To enable this we do some refactoring and code reorganizing to allow
breaking the drivers open/close flows to stages:
open -> activate -> deactivate -> close.
In addition we need to allow creating fresh HW ring resources
(mlx5e_channels) with their own "new" set of parameters, while keeping
the current ones running and active until the new channels are
successfully created with the new configuration, and only then we can
safly replace (switch) old channels with new ones.

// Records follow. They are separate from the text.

//! Mock host session backend for testing.

use crate::error::{Result, TransferError};
use crate::providers::{HostSession, HostSessions};
use rand::Rng;
use rand::distributions::Alphanumeric;
use std::collections::HashMap;
use std::future::Future;
use std::sync::atomic::{AtomicBool, Ordering};
use std::sync::{Arc, Mutex, MutexGuard};

#[derive(Debug, Default)]
struct MockSession {
    authenticated: bool,
    attributes: HashMap<String, String>,
}

#[derive(Debug, Default)]
struct MockState {
    sessions: HashMap<String, MockSession>,
    // cookie value -> session id, for cookies carrying a routing suffix
    aliases: HashMap<String, String>,
    invalidated: Vec<String>,
}

/// Mock host session backend.
///
/// Uses in-memory storage shared by all clones, so one instance can stand
/// in for the session backend of several virtual hosts. Session cookie
/// values equal session ids unless an alias is registered.
#[derive(Debug, Clone, Default)]
pub struct MockHostSessions {
    state: Arc<Mutex<MockState>>,
    unavailable: Arc<AtomicBool>,
}

fn lock(state: &Mutex<MockState>) -> Result<MutexGuard<'_, MockState>> {
    state
        .lock()
        .map_err(|_| TransferError::SessionStore("Mutex lock failed".to_string()))
}

fn random_id() -> String {
    rand::thread_rng()
        .sample_iter(&Alphanumeric)
        .take(32)
        .map(char::from)
        .collect()
}

impl MockHostSessions {
    /// Create an empty mock backend.
    #[must_use]
    pub fn new() -> Self {
        Self::default()
    }

    /// Store a session.
    ///
    /// # Errors
    ///
    /// Returns error if lock is poisoned.
    pub fn insert(&self, session: &HostSession) -> Result<()> {
        lock(&self.state)?.sessions.insert(
            session.id.clone(),
            MockSession {
                authenticated: session.authenticated,
                attributes: HashMap::new(),
            },
        );
        Ok(())
    }

    /// Mark a session as logged in, as the identity provider login would.
    ///
    /// # Errors
    ///
    /// Returns error if lock is poisoned or the session does not exist.
    pub fn authenticate(&self, session_id: &str) -> Result<()> {
        let mut state = lock(&self.state)?;
        let session = state
            .sessions
            .get_mut(session_id)
            .ok_or_else(|| TransferError::SessionStore("session not found".to_string()))?;
        session.authenticated = true;
        Ok(())
    }

    /// Make `cookie_value` resolve to `session_id`.
    ///
    /// # Errors
    ///
    /// Returns error if lock is poisoned.
    pub fn alias_cookie(&self, cookie_value: &str, session_id: &str) -> Result<()> {
        lock(&self.state)?
            .aliases
            .insert(cookie_value.to_string(), session_id.to_string());
        Ok(())
    }

    /// Simulate a backend outage: every trait call fails while set.
    pub fn set_unavailable(&self, unavailable: bool) {
        self.unavailable.store(unavailable, Ordering::SeqCst);
    }

    /// Get a stored session by id (for testing).
    ///
    /// # Errors
    ///
    /// Returns error if lock is poisoned.
    pub fn session(&self, session_id: &str) -> Result<Option<HostSession>> {
        Ok(lock(&self.state)?
            .sessions
            .get(session_id)
            .map(|session| HostSession {
                id: session_id.to_string(),
                authenticated: session.authenticated,
            }))
    }

    /// Get a session attribute by session id (for testing).
    ///
    /// # Errors
    ///
    /// Returns error if lock is poisoned.
    pub fn attribute_of(&self, session_id: &str, name: &str) -> Result<Option<String>> {
        Ok(lock(&self.state)?
            .sessions
            .get(session_id)
            .and_then(|session| session.attributes.get(name).cloned()))
    }

    /// Whether a session was invalidated through the trait (for testing).
    ///
    /// # Errors
    ///
    /// Returns error if lock is poisoned.
    pub fn is_invalidated(&self, session_id: &str) -> Result<bool> {
        Ok(lock(&self.state)?
            .invalidated
            .iter()
            .any(|id| id == session_id))
    }

    /// Get count of stored sessions (for testing).
    ///
    /// # Errors
    ///
    /// Returns error if lock is poisoned.
    pub fn session_count(&self) -> Result<usize> {
        Ok(lock(&self.state)?.sessions.len())
    }

    fn check_available(unavailable: &AtomicBool) -> Result<()> {
        if unavailable.load(Ordering::SeqCst) {
            return Err(TransferError::SessionStore(
                "session backend unavailable".to_string(),
            ));
        }
        Ok(())
    }
}

impl HostSessions for MockHostSessions {
    fn lookup(
        &self,
        cookie_value: &str,
    ) -> impl Future<Output = Result<Option<HostSession>>> + Send {
        let state = Arc::clone(&self.state);
        let unavailable = Arc::clone(&self.unavailable);
        let cookie_value = cookie_value.to_string();

        async move {
            Self::check_available(&unavailable)?;
            let state = lock(&state)?;

            let id = state.aliases.get(&cookie_value).unwrap_or(&cookie_value);
            Ok(state.sessions.get(id).map(|session| HostSession {
                id: id.clone(),
                authenticated: session.authenticated,
            }))
        }
    }

    fn create(&self) -> impl Future<Output = Result<HostSession>> + Send {
        let state = Arc::clone(&self.state);
        let unavailable = Arc::clone(&self.unavailable);
        let id = random_id();

        async move {
            Self::check_available(&unavailable)?;
            lock(&state)?
                .sessions
                .insert(id.clone(), MockSession::default());
            Ok(HostSession::anonymous(id))
        }
    }

    fn attribute(
        &self,
        session: &HostSession,
        name: &str,
    ) -> impl Future<Output = Result<Option<String>>> + Send {
        let state = Arc::clone(&self.state);
        let unavailable = Arc::clone(&self.unavailable);
        let id = session.id.clone();
        let name = name.to_string();

        async move {
            Self::check_available(&unavailable)?;
            Ok(lock(&state)?
                .sessions
                .get(&id)
                .and_then(|session| session.attributes.get(&name).cloned()))
        }
    }

    fn set_attribute(
        &self,
        session: &HostSession,
        name: &str,
        value: &str,
    ) -> impl Future<Output = Result<()>> + Send {
        let state = Arc::clone(&self.state);
        let unavailable = Arc::clone(&self.unavailable);
        let id = session.id.clone();
        let name = name.to_string();
        let value = value.to_string();

        async move {
            Self::check_available(&unavailable)?;
            let mut state = lock(&state)?;
            let session = state
                .sessions
                .get_mut(&id)
                .ok_or_else(|| TransferError::SessionStore("session not found".to_string()))?;
            session.attributes.insert(name, value);
            Ok(())
        }
    }

    fn remove_attribute(
        &self,
        session: &HostSession,
        name: &str,
    ) -> impl Future<Output = Result<()>> + Send {
        let state = Arc::clone(&self.state);
        let unavailable = Arc::clone(&self.unavailable);
        let id = session.id.clone();
        let name = name.to_string();

        async move {
            Self::check_available(&unavailable)?;
            if let Some(session) = lock(&state)?.sessions.get_mut(&id) {
                session.attributes.remove(&name);
            }
            Ok(())
        }
    }

    fn invalidate(&self, session: &HostSession) -> impl Future<Output = Result<()>> + Send {
        let state = Arc::clone(&self.state);
        let unavailable = Arc::clone(&self.unavailable);
        let id = session.id.clone();

        async move {
            Self::check_available(&unavailable)?;
            let mut state = lock(&state)?;
            state.sessions.remove(&id);
            state.aliases.retain(|_, target| *target != id);
            state.invalidated.push(id);
            Ok(())
        }
    }
}

#[cfg(test)]
#[allow(clippy::unwrap_used, clippy::expect_used)]
mod tests {
    use super::*;

    #[tokio::test]
    async fn test_create_lookup_and_attributes() {
        let sessions = MockHostSessions::new();
        let session = sessions.create().await.unwrap();
        assert_eq!(session.id.len(), 32);
        assert!(!session.authenticated);

        sessions.set_attribute(&session, "k", "v").await.unwrap();
        assert_eq!(sessions.attribute(&session, "k").await.unwrap().as_deref(), Some("v"));

        sessions.remove_attribute(&session, "k").await.unwrap();
        assert_eq!(sessions.attribute(&session, "k").await.unwrap(), None);

        sessions.authenticate(&session.id).unwrap();
        let found = sessions.lookup(&session.id).await.unwrap().unwrap();
        assert!(found.authenticated);
    }

    #[tokio::test]
    async fn test_alias_resolves_routing_suffix() {
        let sessions = MockHostSessions::new();
        sessions.insert(&HostSession::authenticated("abc")).unwrap();
        sessions.alias_cookie("abc.node1", "abc").unwrap();

        let found = sessions.lookup("abc.node1").await.unwrap().unwrap();
        assert_eq!(found.id, "abc");
    }

    #[tokio::test]
    async fn test_invalidate_removes_session() {
        let sessions = MockHostSessions::new();
        let session = HostSession::anonymous("gone");
        sessions.insert(&session).unwrap();

        sessions.invalidate(&session).await.unwrap();

        assert!(sessions.lookup("gone").await.unwrap().is_none());
        assert!(sessions.is_invalidated("gone").unwrap());
        assert_eq!(sessions.session_count().unwrap(), 0);
    }

    #[tokio::test]
    async fn test_unavailable_backend_fails() {
        let sessions = MockHostSessions::new();
        sessions.set_unavailable(true);
        assert!(matches!(
            sessions.create().await,
            Err(TransferError::SessionStore(_))
        ));
    }
}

For that we introduce mlx5e_channels object and an API to manage it:
- channels = open_channels(new_params):
open fresh TX/RX channels
- activate_channels(channels):
redirect traffic to them and attach them to the netdev
- deactivate_channes(channels)
stop traffic and detach from netdev
- close(channels)
Free the TX/RX HW resources of those channels
With the above strategy it is straightforward to achieve the desired
behavior of fail-safe configuration. In pseudo code:
make_new_config(new_params)
{
old_channels = current_active_channels;
new_channels = create_channels(new_params);
if (!new_channels)
return "Failed, but current channels are still active :)"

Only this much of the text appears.